Osteoporosis is a systemic skeletal disorder characterised by reduced bone density and microarchitectural deterioration, leading to increased fracture risk. It affects approximately 10% of adults over 50 (200 million globally), with fracture rates doubling every decade after 50. The disease is almost entirely silent until a fracture occurs — making screening with DXA and blood markers essential. Bone loss accelerates dramatically in women during the 5-7 years surrounding menopause.

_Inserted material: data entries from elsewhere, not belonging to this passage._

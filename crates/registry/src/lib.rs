//! Auto endpoints derived from the catalog, and their publication to an
//! external capability registry.
//!
//! - [`sync`]: the endpoint view over the catalog plus `sync_all`
//! - [`capability`]: manifest type and registry backends
//! - [`categories`]: per-category phrases and display fields, loaded once
//! - [`phrases`]: sample phrase generation

pub mod capability;
pub mod categories;
pub mod error;
pub mod phrases;
pub mod sync;

pub use capability::{
    CapabilityManifest, CapabilityRegistry, HttpCapabilityRegistry, InMemoryCapabilityRegistry,
};
pub use categories::{CategoryProfile, CategoryTable};
pub use error::RegistryError;
pub use phrases::{sample_phrases, MAX_SAMPLE_PHRASES};
pub use sync::{RegistrySync, SyncSummary};
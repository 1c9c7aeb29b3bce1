//! Source connectors: turn heterogeneous API directories into a uniform
//! sequence of [`RawEntry`] values.
//!
//! - [`raw`]: field-casing normalization and payload parsing
//! - [`builtin`]: the curated list compiled into the binary
//! - [`fetch`]: HTTP fetching with soft (fallback) and strict modes

pub mod builtin;
pub mod error;
pub mod fetch;
pub mod raw;

pub use builtin::curated_entries;
pub use error::SourceError;
pub use fetch::SourceConnector;
pub use raw::{parse_directory, RawEntry};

Bone is continuously remodelled — osteoclasts resorb old bone while osteoblasts form new bone. In osteoporosis, resorption exceeds formation, resulting in net bone loss. This imbalance is driven by oestrogen decline (menopause), aging, vitamin D/calcium deficiency, and secondary causes (medications, endocrine disorders). Blood markers track both the underlying causes and the rate of bone turnover.

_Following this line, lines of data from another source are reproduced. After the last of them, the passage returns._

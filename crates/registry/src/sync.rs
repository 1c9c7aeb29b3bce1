use std::fmt::Write as _;
use std::sync::Arc;

use apiloom_catalog::CatalogStore;
use apiloom_core::{
    endpoint_key, normalize_id, AutoRegisteredEndpoint, CatalogEntry, EndpointDef, PUBLIC_KEY_PREFIX,
};
use serde::Serialize;
use tracing::{info, warn};

use crate::capability::{CapabilityManifest, CapabilityRegistry};
use crate::categories::CategoryTable;
use crate::phrases::sample_phrases;

#[derive(Debug, Clone, Default, PartialEq, Serialize)]
#[serde(rename_all = "camelCase")]
pub struct SyncSummary {
    pub total: usize,
    pub registered: usize,
    pub failed: usize,
    pub errors: Vec<String>,
}

/// Read-only endpoint view over the catalog.
///
/// Nothing is cached: every call derives endpoints from the current
/// catalog state, so removals and refreshes are visible immediately.
pub struct RegistrySync {
    store: Arc<CatalogStore>,
    categories: Arc<CategoryTable>,
}

impl RegistrySync {
    pub fn new(store: Arc<CatalogStore>) -> Self {
        Self {
            store,
            categories: CategoryTable::builtin(),
        }
    }

    pub fn with_categories(mut self, categories: Arc<CategoryTable>) -> Self {
        self.categories = categories;
        self
    }

    pub fn store(&self) -> &Arc<CatalogStore> {
        &self.store
    }

    pub fn categories(&self) -> &CategoryTable {
        &self.categories
    }

    fn derive(&self, entry: &CatalogEntry, endpoint: &EndpointDef) -> AutoRegisteredEndpoint {
        AutoRegisteredEndpoint {
            key: endpoint_key(&entry.name, &endpoint.name),
            api_name: entry.name.clone(),
            endpoint_name: endpoint.name.clone(),
            description: endpoint.description.clone(),
            category: entry.category.clone(),
            url: join_url(&entry.base_url, &endpoint.path),
            method: endpoint.method,
            auth: entry.auth,
            parameters: endpoint.parameters.clone(),
            sample_phrases: sample_phrases(&entry.name, &endpoint.name, &entry.category, &self.categories),
            quality_score: entry.quality_score,
            health: entry.health,
        }
    }

    /// Every entry × endpoint, sorted by key.
    pub fn all_auto_endpoints(&self) -> Vec<AutoRegisteredEndpoint> {
        let mut all: Vec<AutoRegisteredEndpoint> = self
            .store
            .get_all_apis()
            .iter()
            .flat_map(|entry| entry.endpoints.iter().map(move |ep| (entry, ep)))
            .map(|(entry, ep)| self.derive(entry, ep))
            .collect();
        all.sort_by(|a, b| a.key.cmp(&b.key));
        all
    }

    pub fn endpoint(&self, key: &str) -> Option<AutoRegisteredEndpoint> {
        let mut parts = key.split('.');
        let (Some(prefix), Some(api_id), Some(ep_id), None) =
            (parts.next(), parts.next(), parts.next(), parts.next())
        else {
            return None;
        };
        if prefix != PUBLIC_KEY_PREFIX {
            return None;
        }
        let entry = self.store.get_api(api_id)?;
        let endpoint = entry.endpoints.iter().find(|ep| normalize_id(&ep.name) == ep_id)?;
        Some(self.derive(&entry, endpoint))
    }

    /// Case-insensitive match over key, API name, description, category and
    /// sample phrases. An empty query returns everything.
    pub fn search(&self, query: &str) -> Vec<AutoRegisteredEndpoint> {
        let q = query.trim().to_lowercase();
        let all = self.all_auto_endpoints();
        if q.is_empty() {
            return all;
        }
        all.into_iter()
            .filter(|ep| {
                ep.key.contains(&q)
                    || ep.api_name.to_lowercase().contains(&q)
                    || ep.description.to_lowercase().contains(&q)
                    || ep.category.to_lowercase().contains(&q)
                    || ep.sample_phrases.iter().any(|p| p.to_lowercase().contains(&q))
            })
            .collect()
    }

    pub fn by_category(&self, category: &str) -> Vec<AutoRegisteredEndpoint> {
        self.all_auto_endpoints()
            .into_iter()
            .filter(|ep| ep.category.eq_ignore_ascii_case(category))
            .collect()
    }

    /// Human-readable description of one endpoint.
    pub fn describe_endpoint(&self, key: &str) -> Option<String> {
        let ep = self.endpoint(key)?;
        let mut out = String::new();
        let _ = writeln!(out, "{} / {} ({})", ep.api_name, ep.endpoint_name, ep.key);
        if !ep.description.is_empty() {
            let _ = writeln!(out, "{}", ep.description);
        }
        let _ = writeln!(out, "{} {}", ep.method, ep.url);
        let _ = writeln!(out, "category: {}, auth: {}, quality: {:.2}", ep.category, ep.auth.as_str(), ep.quality_score);
        if let Some(params) = ep.parameters.as_ref().filter(|p| !p.is_empty()) {
            let _ = writeln!(out, "parameters:");
            for (name, spec) in params {
                let req = if spec.required { "required" } else { "optional" };
                let _ = writeln!(out, "  - {name} ({}, {req}): {}", spec.kind, spec.description);
            }
        }
        if !ep.sample_phrases.is_empty() {
            let _ = writeln!(out, "try: {}", ep.sample_phrases.join(" | "));
        }
        Some(out.trim_end().to_string())
    }

    /// Publish every auto endpoint. Individual failures are collected, not
    /// propagated.
    pub async fn sync_all(&self, registry: &dyn CapabilityRegistry) -> SyncSummary {
        let endpoints = self.all_auto_endpoints();
        let mut summary = SyncSummary {
            total: endpoints.len(),
            ..Default::default()
        };

        for ep in &endpoints {
            let display = self.categories.display_fields(&ep.category).to_vec();
            let manifest = CapabilityManifest::from_endpoint(ep, display);
            match registry.register(manifest).await {
                Ok(()) => summary.registered += 1,
                Err(e) => {
                    warn!(key = %ep.key, error = %e, "capability registration failed");
                    summary.failed += 1;
                    summary.errors.push(format!("{}: {e}", ep.key));
                }
            }
        }

        info!(
            registry = registry.name(),
            total = summary.total,
            registered = summary.registered,
            failed = summary.failed,
            "capability registry synced"
        );
        summary
    }
}

fn join_url(base: &str, path: &str) -> String {
    let base = base.trim_end_matches('/');
    if path.is_empty() {
        base.to_string()
    } else if path.starts_with('/') {
        format!("{base}{path}")
    } else {
        format!("{base}/{path}")
    }
}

Prevalence: ~10% of adults over 50 worldwide (~200 million). 1 in 2 women and 1 in 4 men over 50 will have an osteoporotic fracture. Hip fractures carry 20-30% one-year mortality in the elderly. Vertebral fractures are the most common but frequently undiagnosed (only 1/3 come to clinical attention).
Symptoms.
Early warnings
- Height loss >2 cm (vertebral compression fractures)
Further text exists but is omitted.